When a line in the records contains the string "every", copy that line.

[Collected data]
========
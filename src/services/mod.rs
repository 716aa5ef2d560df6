// Order subsystem services
pub mod history;
pub mod orders;
pub mod shipment_check;
pub mod transitions;
use rust_decimal::Decimal;
use serde::{Deserialize, Serialize};
use tokio::sync::mpsc;
use tracing::info;
use uuid::Uuid;

/// Domain events published after successful commits. Delivery is
/// best-effort: a send failure never fails the originating request.
#[derive(Debug, Clone, Serialize, Deserialize)]
pub enum Event {
    OrderCreated(Uuid),
    OrderStatusChanged {
        order_id: Uuid,
        old_status: String,
        new_status: String,
    },
    OrderLinesUpdated {
        order_id: Uuid,
        total_amount: Decimal,
    },
    OrderCancelled(Uuid),
    PaymentRegistered(Uuid),
    TaxInvoiceIssued(Uuid),
}

#[derive(Debug, Clone)]
pub struct EventSender {
    sender: mpsc::Sender<Event>,
}

impl EventSender {
    pub fn new(sender: mpsc::Sender<Event>) -> Self {
        Self { sender }
    }

    pub async fn send(&self, event: Event) -> Result<(), String> {
        self.sender
            .send(event)
            .await
            .map_err(|e| format!("Failed to send event: {}", e))
    }
}

/// Drains the event channel, logging each event. Runs until every sender
/// is dropped.
pub async fn process_events(mut receiver: mpsc::Receiver<Event>) {
    while let Some(event) = receiver.recv().await {
        info!(?event, "domain event");
    }
    info!("event channel closed; event processor exiting");
}

#[cfg(test)]
mod tests {
    use super::*;

    #[tokio::test]
    async fn send_delivers_to_receiver() {
        let (tx, mut rx) = mpsc::channel(4);
        let sender = EventSender::new(tx);
        let order_id = Uuid::new_v4();
        sender.send(Event::OrderCreated(order_id)).await.unwrap();
        match rx.recv().await {
            Some(Event::OrderCreated(id)) => assert_eq!(id, order_id),
            other => panic!("unexpected event: {other:?}"),
        }
    }

    #[tokio::test]
    async fn send_fails_after_receiver_drops() {
        let (tx, rx) = mpsc::channel(1);
        drop(rx);
        let sender = EventSender::new(tx);
        assert!(sender.send(Event::OrderCancelled(Uuid::new_v4())).await.is_err());
    }
}
use serde::{Deserialize, Serialize};
use strum::{Display, EnumIter, EnumString};
use utoipa::ToSchema;

/// Order status lifecycle.
///
/// `Pending` is the sole initial status; `Completed` and `Cancelled` are
/// terminal. `Shipped` is a pass-through status: completing shipping
/// advances an order straight to `PaymentPending` so it never sits in a
/// status with no available action.
#[derive(
    Debug,
    Clone,
    Copy,
    PartialEq,
    Eq,
    Hash,
    Serialize,
    Deserialize,
    Display,
    EnumString,
    EnumIter,
    ToSchema,
)]
#[serde(rename_all = "snake_case")]
#[strum(serialize_all = "snake_case")]
pub enum OrderStatus {
    Pending,
    Confirmed,
    ReadyToShip,
    Shipping,
    Shipped,
    PaymentPending,
    Completed,
    Cancelled,
}

impl OrderStatus {
    pub fn is_terminal(self) -> bool {
        matches!(self, OrderStatus::Completed | OrderStatus::Cancelled)
    }

    /// Lines may only be added, removed or changed before shipment work
    /// has started.
    pub fn lines_editable(self) -> bool {
        matches!(self, OrderStatus::Pending | OrderStatus::Confirmed)
    }
}

/// Sales or purchase side of an order.
#[derive(
    Debug, Clone, Copy, PartialEq, Eq, Serialize, Deserialize, Display, EnumString, ToSchema,
)]
#[serde(rename_all = "snake_case")]
#[strum(serialize_all = "snake_case")]
pub enum OrderType {
    Sales,
    Purchase,
}

/// Named actions a caller can request against an order.
///
/// Action identifiers share the history action-code identifier space; the
/// wire form is SCREAMING_SNAKE_CASE (`REGISTER_ORDER`, ...).
#[derive(
    Debug,
    Clone,
    Copy,
    PartialEq,
    Eq,
    Hash,
    Serialize,
    Deserialize,
    Display,
    EnumString,
    EnumIter,
    ToSchema,
)]
#[serde(rename_all = "SCREAMING_SNAKE_CASE")]
#[strum(serialize_all = "SCREAMING_SNAKE_CASE")]
pub enum OrderAction {
    RegisterOrder,
    CreateShipment,
    ProcessShipment,
    CompleteShipping,
    RegisterPayment,
    IssueTaxInvoice,
    Cancel,
}

/// Result of evaluating an action against a current status.
#[derive(Debug, Clone, Copy, PartialEq, Eq)]
pub enum TransitionOutcome {
    /// The order moves to `to`. `through` records a pass-through status
    /// for compound transitions (completing shipping passes `shipped`).
    Move {
        to: OrderStatus,
        through: Option<OrderStatus>,
    },
    /// The action is legal but leaves the status untouched.
    SideEffectOnly,
}

/// The transition table. Returns `None` for every (status, action) pair
/// that is not legal; callers turn that into an `InvalidTransition` error
/// carrying `required_status` for the attempted action.
pub fn evaluate(current: OrderStatus, action: OrderAction) -> Option<TransitionOutcome> {
    use OrderAction::*;
    use OrderStatus::*;

    match (current, action) {
        (Pending, RegisterOrder) => Some(TransitionOutcome::Move {
            to: Confirmed,
            through: None,
        }),
        (Confirmed, CreateShipment) => Some(TransitionOutcome::Move {
            to: ReadyToShip,
            through: None,
        }),
        (ReadyToShip, ProcessShipment) => Some(TransitionOutcome::Move {
            to: Shipping,
            through: None,
        }),
        // Compound step: completing shipping advances through `shipped`
        // into `payment_pending` in a single action.
        (Shipping, CompleteShipping) => Some(TransitionOutcome::Move {
            to: PaymentPending,
            through: Some(Shipped),
        }),
        (PaymentPending, RegisterPayment) => Some(TransitionOutcome::Move {
            to: Completed,
            through: None,
        }),
        (Pending | Cancelled, IssueTaxInvoice) => None,
        (_, IssueTaxInvoice) => Some(TransitionOutcome::SideEffectOnly),
        // Cancellation is only allowed before goods start moving.
        (Pending | Confirmed | ReadyToShip, Cancel) => Some(TransitionOutcome::Move {
            to: Cancelled,
            through: None,
        }),
        _ => None,
    }
}

/// Human-readable description of the status an action requires, used in
/// `InvalidTransition` errors so the caller can render expected vs actual.
pub fn required_status(action: OrderAction) -> &'static str {
    match action {
        OrderAction::RegisterOrder => "pending",
        OrderAction::CreateShipment => "confirmed",
        OrderAction::ProcessShipment => "ready_to_ship",
        OrderAction::CompleteShipping => "shipping",
        OrderAction::RegisterPayment => "payment_pending",
        OrderAction::IssueTaxInvoice => "any status except pending or cancelled",
        OrderAction::Cancel => "pending, confirmed or ready_to_ship",
    }
}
========
§ Result below:
/// Drains the event channel, logging each event. Runs until every sender
/// The transition table. Returns `None` for every (status, action) pair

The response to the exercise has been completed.